Analyzing flow logs helps you monitor network performance, troubleshoot network issues, optimize traffic costs, and analyze network security.

Console

Custom analysis: Logstore

Go to the Flow Log page in the VPC console. In the Simple Log Service column of the target flow log, click the Logstore instance name to open the Logstore details page. On this page, you can:

The Logstore query interface provides three tabs: Raw Logs, Graph, and Log Clustering. You can set a time range for your query. The interface displays a time-series chart of the log volume at the top and a table of query results with fields such as srcaddr, dstaddr, and protocol at the bottom.

Template-based analysis: Flow Log Center

The Flow Log Center provides visualization templates for policy statistics for VPCs, traffic statistics for ENIs, and traffic statistics between CIDR blocks. This helps you quickly analyze VPC flow logs.

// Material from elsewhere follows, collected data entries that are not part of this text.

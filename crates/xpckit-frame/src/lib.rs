//! Length-prefixed message framing with reply ports.
//!
//! Every frame is prefixed with a 16-byte header:
//! - a 2-byte magic number ("XP") for stream synchronization
//! - a 4-byte little-endian payload length
//! - a 2-byte little-endian frame kind (CONTROL, MESSAGE, REPLY)
//! - an 8-byte little-endian reply port
//!
//! A MESSAGE frame with a non-zero port expects exactly one REPLY frame
//! carrying the same port. Port zero marks a oneway message.

pub mod codec;
pub mod error;
pub mod kind;

pub use codec::{
    decode_frame, encode_frame, Frame, FrameConfig, XpcCodec, DEFAULT_MAX_PAYLOAD, HEADER_SIZE,
    NO_REPLY_PORT,
};
pub use error::{FrameError, Result};
pub use kind::{kind_name, CONTROL, MESSAGE, REPLY};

  1. Go to the Flow Log Center page and click Add in the upper-right corner.

  2. In the Create Instance panel, enter an Instance Name, select the project and Logstore that contain the existing flow log, and click OK.

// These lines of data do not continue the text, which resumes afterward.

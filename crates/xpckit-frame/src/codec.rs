use bytes::{Buf, BufMut, Bytes, BytesMut};
use tokio_util::codec::{Decoder, Encoder};

use crate::error::{FrameError, Result};
use crate::kind::{is_known, MESSAGE};

/// Frame header: magic (2) + length (4) + kind (2) + port (8) = 16 bytes.
pub const HEADER_SIZE: usize = 16;

/// Magic bytes: "XP" (0x58 0x50).
pub const MAGIC: [u8; 2] = [0x58, 0x50];

/// Default maximum payload size: 16 MiB.
pub const DEFAULT_MAX_PAYLOAD: usize = 16 * 1024 * 1024;

/// Reply port value meaning "no reply expected".
pub const NO_REPLY_PORT: u64 = 0;

/// A framed unit on the wire.
#[derive(Debug, Clone, PartialEq, Eq)]
pub struct Frame {
    /// Frame kind (see [`crate::kind`]).
    pub kind: u16,
    /// Reply port; [`NO_REPLY_PORT`] for oneway messages.
    pub port: u64,
    /// Encoded object payload.
    pub payload: Bytes,
}

impl Frame {
    /// Create a new frame.
    pub fn new(kind: u16, port: u64, payload: impl Into<Bytes>) -> Self {
        Self {
            kind,
            port,
            payload: payload.into(),
        }
    }

    /// Whether this is a message that expects a reply.
    pub fn wants_reply(&self) -> bool {
        self.kind == MESSAGE && self.port != NO_REPLY_PORT
    }

    /// The total wire size of this frame (header + payload).
    pub fn wire_size(&self) -> usize {
        HEADER_SIZE + self.payload.len()
    }
}

/// Encode a frame into the wire format.
///
/// ```text
/// ┌────────────┬──────────┬──────────┬──────────┬──────────────┐
/// │ Magic (2B) │ Length   │ Kind     │ Port     │ Payload      │
/// │ "XP"       │ (4B LE)  │ (2B LE)  │ (8B LE)  │ (Length B)   │
/// └────────────┴──────────┴──────────┴──────────┴──────────────┘
/// ```
pub fn encode_frame(frame: &Frame, max_payload: usize, dst: &mut BytesMut) -> Result<()> {
    let limit = max_payload.min(u32::MAX as usize);
    if frame.payload.len() > limit {
        return Err(FrameError::PayloadTooLarge {
            size: frame.payload.len(),
            max: limit,
        });
    }
    dst.reserve(frame.wire_size());
    dst.put_slice(&MAGIC);
    dst.put_u32_le(frame.payload.len() as u32);
    dst.put_u16_le(frame.kind);
    dst.put_u64_le(frame.port);
    dst.put_slice(&frame.payload);
    Ok(())
}

/// Decode a frame from a buffer.
///
/// Returns `Ok(None)` if the buffer doesn't contain a complete frame yet.
/// On success, consumes the frame bytes from the buffer.
pub fn decode_frame(src: &mut BytesMut, max_payload: usize) -> Result<Option<Frame>> {
    if src.len() < HEADER_SIZE {
        return Ok(None);
    }

    if src[0..2] != MAGIC {
        return Err(FrameError::InvalidMagic);
    }

    let mut header = &src[2..HEADER_SIZE];
    let payload_len = header.get_u32_le() as usize;
    let kind = header.get_u16_le();
    let port = header.get_u64_le();

    if !is_known(kind) {
        return Err(FrameError::UnknownKind(kind));
    }
    if payload_len > max_payload {
        return Err(FrameError::PayloadTooLarge {
            size: payload_len,
            max: max_payload,
        });
    }

    let total = HEADER_SIZE + payload_len;
    if src.len() < total {
        src.reserve(total - src.len());
        return Ok(None);
    }

    src.advance(HEADER_SIZE);
    let payload = src.split_to(payload_len).freeze();

    Ok(Some(Frame {
        kind,
        port,
        payload,
    }))
}

/// Configuration for the frame codec.
#[derive(Debug, Clone)]
pub struct FrameConfig {
    /// Maximum payload size in bytes. Default: 16 MiB.
    pub max_payload_size: usize,
}

impl Default for FrameConfig {
    fn default() -> Self {
        Self {
            max_payload_size: DEFAULT_MAX_PAYLOAD,
        }
    }
}

/// `tokio_util` codec over [`Frame`]s.
#[derive(Debug, Clone, Default)]
pub struct XpcCodec {
    config: FrameConfig,
}

impl XpcCodec {
    /// Codec with explicit configuration.
    pub fn with_config(config: FrameConfig) -> Self {
        Self { config }
    }

    /// Update maximum payload size for subsequent frames.
    pub fn set_max_payload_size(&mut self, max_payload_size: usize) {
        self.config.max_payload_size = max_payload_size;
    }

    /// Current codec configuration.
    pub fn config(&self) -> &FrameConfig {
        &self.config
    }
}

impl Decoder for XpcCodec {
    type Item = Frame;
    type Error = FrameError;

    fn decode(&mut self, src: &mut BytesMut) -> Result<Option<Frame>> {
        decode_frame(src, self.config.max_payload_size)
    }

    fn decode_eof(&mut self, buf: &mut BytesMut) -> Result<Option<Frame>> {
        match self.decode(buf)? {
            Some(frame) => Ok(Some(frame)),
            None if buf.is_empty() => Ok(None),
            None => Err(FrameError::ConnectionClosed),
        }
    }
}

impl Encoder<Frame> for XpcCodec {
    type Error = FrameError;

    fn encode(&mut self, frame: Frame, dst: &mut BytesMut) -> Result<()> {
        encode_frame(&frame, self.config.max_payload_size, dst)
    }
}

  3. After the instance is created successfully, click the instance ID in the Flow Log Center. On the Flow Log Details page, you can view and analyze the flow log information.

    The Monitoring Center provides the following dashboards and custom query features:

    • Overview: Displays trends for accepted and rejected flow logs, inbound and outbound traffic trends, the total number of packets and bytes for each VPC and ENI, and the geographical distribution of source and destination IP addresses.

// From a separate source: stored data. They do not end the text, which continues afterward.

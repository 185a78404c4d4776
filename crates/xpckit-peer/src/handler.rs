use std::collections::HashMap;
use std::future::Future;
use std::sync::{Arc, PoisonError, RwLock};

use futures_util::future::BoxFuture;
use serde::de::DeserializeOwned;
use serde::Serialize;
use tracing::debug;
use xpckit_object::{from_object, to_object, XpcObject};

use crate::connection::Connection;
use crate::error::XpcError;

/// Future returned by a registered handler.
pub type HandlerFuture = BoxFuture<'static, Result<XpcObject, XpcError>>;

/// Uniform shape every handler is adapted to at registration.
pub type Handler = Arc<dyn Fn(XpcObject, Connection) -> HandlerFuture + Send + Sync>;

/// Message name → handler mapping consulted on every inbound message.
///
/// One table is shared by a listener and every connection it accepts, so
/// handlers registered on the listener at any time are visible to all of
/// them. Registering a name again replaces the previous handler. Typed and
/// raw handlers see the same payload tree, so either kind may serve a name.
#[derive(Default)]
pub struct HandlerTable {
    handlers: RwLock<HashMap<String, Handler>>,
}

impl HandlerTable {
    pub fn new() -> Self {
        Self::default()
    }

    /// Register a typed handler.
    ///
    /// The payload is decoded into `Req` before the handler runs, and the
    /// returned `Resp` is encoded into the reply.
    pub fn handle<Req, Resp, F, Fut>(&self, name: impl Into<String>, handler: F)
    where
        Req: DeserializeOwned + Send + 'static,
        Resp: Serialize + Send + 'static,
        F: Fn(Req) -> Fut + Send + Sync + 'static,
        Fut: Future<Output = Result<Resp, XpcError>> + Send + 'static,
    {
        self.handle_with_peer(name, move |request: Req, _peer: Connection| handler(request));
    }

    /// Register a typed handler that also receives the calling connection.
    pub fn handle_with_peer<Req, Resp, F, Fut>(&self, name: impl Into<String>, handler: F)
    where
        Req: DeserializeOwned + Send + 'static,
        Resp: Serialize + Send + 'static,
        F: Fn(Req, Connection) -> Fut + Send + Sync + 'static,
        Fut: Future<Output = Result<Resp, XpcError>> + Send + 'static,
    {
        let adapted = move |payload: XpcObject, peer: Connection| -> HandlerFuture {
            let call = from_object::<Req>(payload).map(|request| handler(request, peer));
            Box::pin(async move {
                let response = call?.await?;
                Ok::<_, XpcError>(to_object(&response)?)
            })
        };
        self.insert(name.into(), Arc::new(adapted));
    }

    /// Register a handler that works on the object tree directly.
    pub fn handle_raw<F, Fut>(&self, name: impl Into<String>, handler: F)
    where
        F: Fn(XpcObject, Connection) -> Fut + Send + Sync + 'static,
        Fut: Future<Output = Result<XpcObject, XpcError>> + Send + 'static,
    {
        let adapted = move |payload: XpcObject, peer: Connection| -> HandlerFuture {
            Box::pin(handler(payload, peer))
        };
        self.insert(name.into(), Arc::new(adapted));
    }

    /// Remove the handler for `name`, returning whether one was registered.
    pub fn remove(&self, name: &str) -> bool {
        self.handlers
            .write()
            .unwrap_or_else(PoisonError::into_inner)
            .remove(name)
            .is_some()
    }

    pub fn contains(&self, name: &str) -> bool {
        self.handlers
            .read()
            .unwrap_or_else(PoisonError::into_inner)
            .contains_key(name)
    }

    /// Registered message names, sorted.
    pub fn names(&self) -> Vec<String> {
        let mut names: Vec<String> = self
            .handlers
            .read()
            .unwrap_or_else(PoisonError::into_inner)
            .keys()
            .cloned()
            .collect();
        names.sort();
        names
    }

    pub(crate) fn get(&self, name: &str) -> Option<Handler> {
        self.handlers
            .read()
            .unwrap_or_else(PoisonError::into_inner)
            .get(name)
            .cloned()
    }

    fn insert(&self, name: String, handler: Handler) {
        let replaced = self
            .handlers
            .write()
            .unwrap_or_else(PoisonError::into_inner)
            .insert(name.clone(), handler)
            .is_some();
        debug!(message = %name, replaced, "registered handler");
    }
}

impl std::fmt::Debug for HandlerTable {
    fn fmt(&self, f: &mut std::fmt::Formatter<'_>) -> std::fmt::Result {
        f.debug_struct("HandlerTable")
            .field("names", &self.names())
            .finish()
    }
}

#[cfg(test)]
mod tests {
    use serde::{Deserialize, Serialize};
    use xpckit_object::Dictionary;

    use super::*;

    #[derive(Deserialize)]
    struct Text {
        text: String,
    }

    #[derive(Serialize)]
    struct Upper {
        text: String,
    }

    fn request(text: &str) -> XpcObject {
        let mut dict = Dictionary::new();
        dict.set_string("text", text);
        XpcObject::Dictionary(dict)
    }

    #[tokio::test]
    async fn typed_handlers_decode_and_encode() {
        let table = HandlerTable::new();
        table.handle("upper", |req: Text| async move {
            Ok(Upper {
                text: req.text.to_uppercase(),
            })
        });

        let handler = table.get("upper").unwrap();
        let reply = handler(request("abc"), Connection::detached()).await.unwrap();
        assert_eq!(
            reply.as_dictionary().unwrap().get_string("text"),
            Some("ABC")
        );
    }

    #[tokio::test]
    async fn typed_handlers_report_decoding_mismatch() {
        let table = HandlerTable::new();
        table.handle("upper", |req: Text| async move { Ok(req.text) });

        let handler = table.get("upper").unwrap();
        let err = handler(XpcObject::Int64(3), Connection::detached())
            .await
            .unwrap_err();
        assert!(matches!(err, XpcError::DecodingMismatch { .. }));
    }

    #[tokio::test]
    async fn last_registration_wins_across_typed_and_raw() {
        let table = HandlerTable::new();
        table.handle("echo", |req: Text| async move { Ok(req.text) });
        table.handle_raw("echo", |payload, _peer| async move { Ok(payload) });
        assert_eq!(table.names(), vec!["echo".to_string()]);

        let handler = table.get("echo").unwrap();
        let reply = handler(request("same tree"), Connection::detached())
            .await
            .unwrap();
        assert_eq!(reply, request("same tree"));

        assert!(table.remove("echo"));
        assert!(!table.contains("echo"));
        assert!(!table.remove("echo"));
    }
}
use std::path::PathBuf;

/// Errors that can occur in transport operations.
#[derive(Debug, thiserror::Error)]
pub enum TransportError {
    /// Failed to bind to the specified address.
    #[error("failed to bind to {path}: {source}")]
    Bind {
        path: PathBuf,
        source: std::io::Error,
    },

    /// Failed to connect to the specified address.
    #[error("failed to connect to {path}: {source}")]
    Connect {
        path: PathBuf,
        source: std::io::Error,
    },

    /// Failed to accept an incoming connection.
    #[error("failed to accept connection: {0}")]
    Accept(std::io::Error),

    /// An I/O error occurred on the transport stream.
    #[error("transport I/O error: {0}")]
    Io(#[from] std::io::Error),

    /// The socket path is too long for the platform.
    #[error("socket path too long ({len} bytes, max {max}): {path}")]
    PathTooLong {
        path: PathBuf,
        len: usize,
        max: usize,
    },

    /// The service name is empty, too long or contains forbidden characters.
    #[error("invalid service name '{0}'")]
    InvalidServiceName(String),

    /// Peer credentials could not be read from the socket.
    #[error("peer credentials unavailable: {0}")]
    Credentials(std::io::Error),

    /// No async runtime is available to drive the socket.
    #[error("no tokio runtime available: {0}")]
    NoRuntime(String),
}

pub type Result<T> = std::result::Result<T, TransportError>;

    • Policy Statistics: Displays accept and reject trends, accept and reject counts based on the 5-tuple, and more. A 5-tuple consists of a source IP address, source port, protocol, destination IP address, and destination port.

      • Accept: Traffic that is allowed by security groups and network ACLs.

      • Reject: Traffic that is rejected by security groups and network ACLs.

    • ENI Traffic: Displays inbound and outbound traffic for ENIs.

    • Inter-ECS Traffic: Displays traffic between ECS instances.

    • Custom Query: For more information, see Query and analysis quick start.

  4. Enable inter-domain analysis (Optional): On the Flow Log Details page, click CIDR Block Settings. On the CIDR Block Settings tab, turn on the Inter-Domain Analysis switch.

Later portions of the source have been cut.